Is it any wonder why even staunch union backers and socialists like FDR and George Meany were against collective bargaining for state and federal employees? Don’t get me wrong, they weren’t doing it out of fiscal discipline. They were against it because a union bargaining with basically itself over pay and benefits using our tax dollars would simply bankrupt the Ponzi scheme of big government — and with it, the control over people and money for which the government has a ravenous appetite. These kinds of people like their power, their jobs and our money a whole lot more than they like us. They would toss the unions aside the second they can no longer count on members’ votes.

Conservatives are for limiting unions because while we could see the benefits at their onset, we see the corruption and underhanded tactics of unions today. The founders, to a man, were against the government taking money from a free man via a forced taxation and using for something to which that man was opposed. To them, that was the very definition of tyranny. The same can be said of unions today.

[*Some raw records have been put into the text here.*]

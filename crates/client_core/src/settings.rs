use std::{fs, path::PathBuf, time::Duration};

use serde::Deserialize;
use shared::protocol::GENERATE_PATH;
use url::Url;

use crate::error::SettingsError;

pub const SETTINGS_FILE: &str = "imagegen.toml";
pub const DEFAULT_API_BASE_URL: &str = "http://localhost:8000";
pub const DEFAULT_REQUEST_TIMEOUT: Duration = Duration::from_millis(30_000);

/// Whether a reference image must accompany every submission.
#[derive(Debug, Clone, Copy, Default, PartialEq, Eq, Deserialize)]
#[serde(rename_all = "snake_case")]
pub enum ImagePolicy {
    #[default]
    Optional,
    Required,
}

impl ImagePolicy {
    pub fn from_required(required: bool) -> Self {
        if required {
            ImagePolicy::Required
        } else {
            ImagePolicy::Optional
        }
    }
}

#[derive(Debug, Clone)]
pub struct Settings {
    pub api_base_url: Url,
    pub request_timeout: Duration,
    pub image_policy: ImagePolicy,
    pub download_dir: PathBuf,
}

impl Default for Settings {
    fn default() -> Self {
        Self {
            api_base_url: Url::parse(DEFAULT_API_BASE_URL).expect("default base url is valid"),
            request_timeout: DEFAULT_REQUEST_TIMEOUT,
            image_policy: ImagePolicy::Optional,
            download_dir: PathBuf::from("."),
        }
    }
}

impl Settings {
    pub fn with_base_url(mut self, raw: &str) -> Result<Self, SettingsError> {
        self.api_base_url = parse_base_url(raw)?;
        Ok(self)
    }

    /// `{api_base_url}/generate`, keeping any path prefix on the base URL.
    pub fn generate_url(&self) -> Url {
        let mut base = self.api_base_url.clone();
        if !base.path().ends_with('/') {
            let path = format!("{}/", base.path());
            base.set_path(&path);
        }
        base.join(GENERATE_PATH)
            .expect("relative endpoint path always joins")
    }
}

#[derive(Debug, Default, Deserialize)]
struct FileSettings {
    api_base_url: Option<String>,
    request_timeout_ms: Option<u64>,
    require_image: Option<bool>,
    download_dir: Option<PathBuf>,
}

pub fn load_settings() -> Result<Settings, SettingsError> {
    let raw = fs::read_to_string(SETTINGS_FILE).ok();
    resolve_settings(raw.as_deref(), |key| std::env::var(key).ok())
}

/// Layers defaults, file contents and environment lookups, in that order.
pub fn resolve_settings(
    file_contents: Option<&str>,
    env: impl Fn(&str) -> Option<String>,
) -> Result<Settings, SettingsError> {
    let mut settings = Settings::default();

    if let Some(raw) = file_contents {
        let file_cfg: FileSettings = toml::from_str(raw)?;
        if let Some(v) = file_cfg.api_base_url {
            settings.api_base_url = parse_base_url(&v)?;
        }
        if let Some(v) = file_cfg.request_timeout_ms {
            settings.request_timeout = parse_timeout(&v.to_string())?;
        }
        if let Some(v) = file_cfg.require_image {
            settings.image_policy = ImagePolicy::from_required(v);
        }
        if let Some(v) = file_cfg.download_dir {
            settings.download_dir = v;
        }
    }

    if let Some(v) = env("IMAGEGEN_API_URL") {
        settings.api_base_url = parse_base_url(&v)?;
    }
    if let Some(v) = env("APP__API_BASE_URL") {
        settings.api_base_url = parse_base_url(&v)?;
    }

    if let Some(v) = env("APP__REQUEST_TIMEOUT_MS") {
        settings.request_timeout = parse_timeout(&v)?;
    }

    if let Some(v) = env("APP__REQUIRE_IMAGE") {
        let required = parse_bool(&v).ok_or(SettingsError::Value {
            key: "APP__REQUIRE_IMAGE",
            value: v.clone(),
        })?;
        settings.image_policy = ImagePolicy::from_required(required);
    }

    if let Some(v) = env("APP__DOWNLOAD_DIR") {
        settings.download_dir = PathBuf::from(v);
    }

    Ok(settings)
}

pub fn parse_base_url(raw: &str) -> Result<Url, SettingsError> {
    let trimmed = raw.trim();
    let url = Url::parse(trimmed).map_err(|source| SettingsError::BaseUrl {
        value: trimmed.to_string(),
        source,
    })?;
    match url.scheme() {
        "http" | "https" => Ok(url),
        _ => Err(SettingsError::Scheme(trimmed.to_string())),
    }
}

fn parse_timeout(raw: &str) -> Result<Duration, SettingsError> {
    match raw.trim().parse::<u64>() {
        Ok(ms) if ms > 0 => Ok(Duration::from_millis(ms)),
        _ => Err(SettingsError::Value {
            key: "request_timeout_ms",
            value: raw.to_string(),
        }),
    }
}

fn parse_bool(raw: &str) -> Option<bool> {
    match raw.trim().to_ascii_lowercase().as_str() {
        "1" | "true" | "yes" | "on" => Some(true),
        "0" | "false" | "no" | "off" => Some(false),
        _ => None,
    }
}

#[cfg(test)]
#[path = "tests/settings_tests.rs"]
mod tests;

The membership and dues are forced against all too many people that would just as soon not have anything to do with such a corrupt organization. And the worst part is the forcing is done with the blessing of the government. Why else would folks caring for their elderly relatives while receiving state benefit dollars be forced to join the SEIU in some states?

Do we need government workers? Yes we do. Are there good government employees? Yes there are. There are services and needs to be met by government workers and the entities for which they work, particularly at the local level.

But is there any reason for any worker to be forced to be part of a union? The answer is, emphatically, NO. That,  and not “card check,” should be the law of the land. And Wisconsin got that right.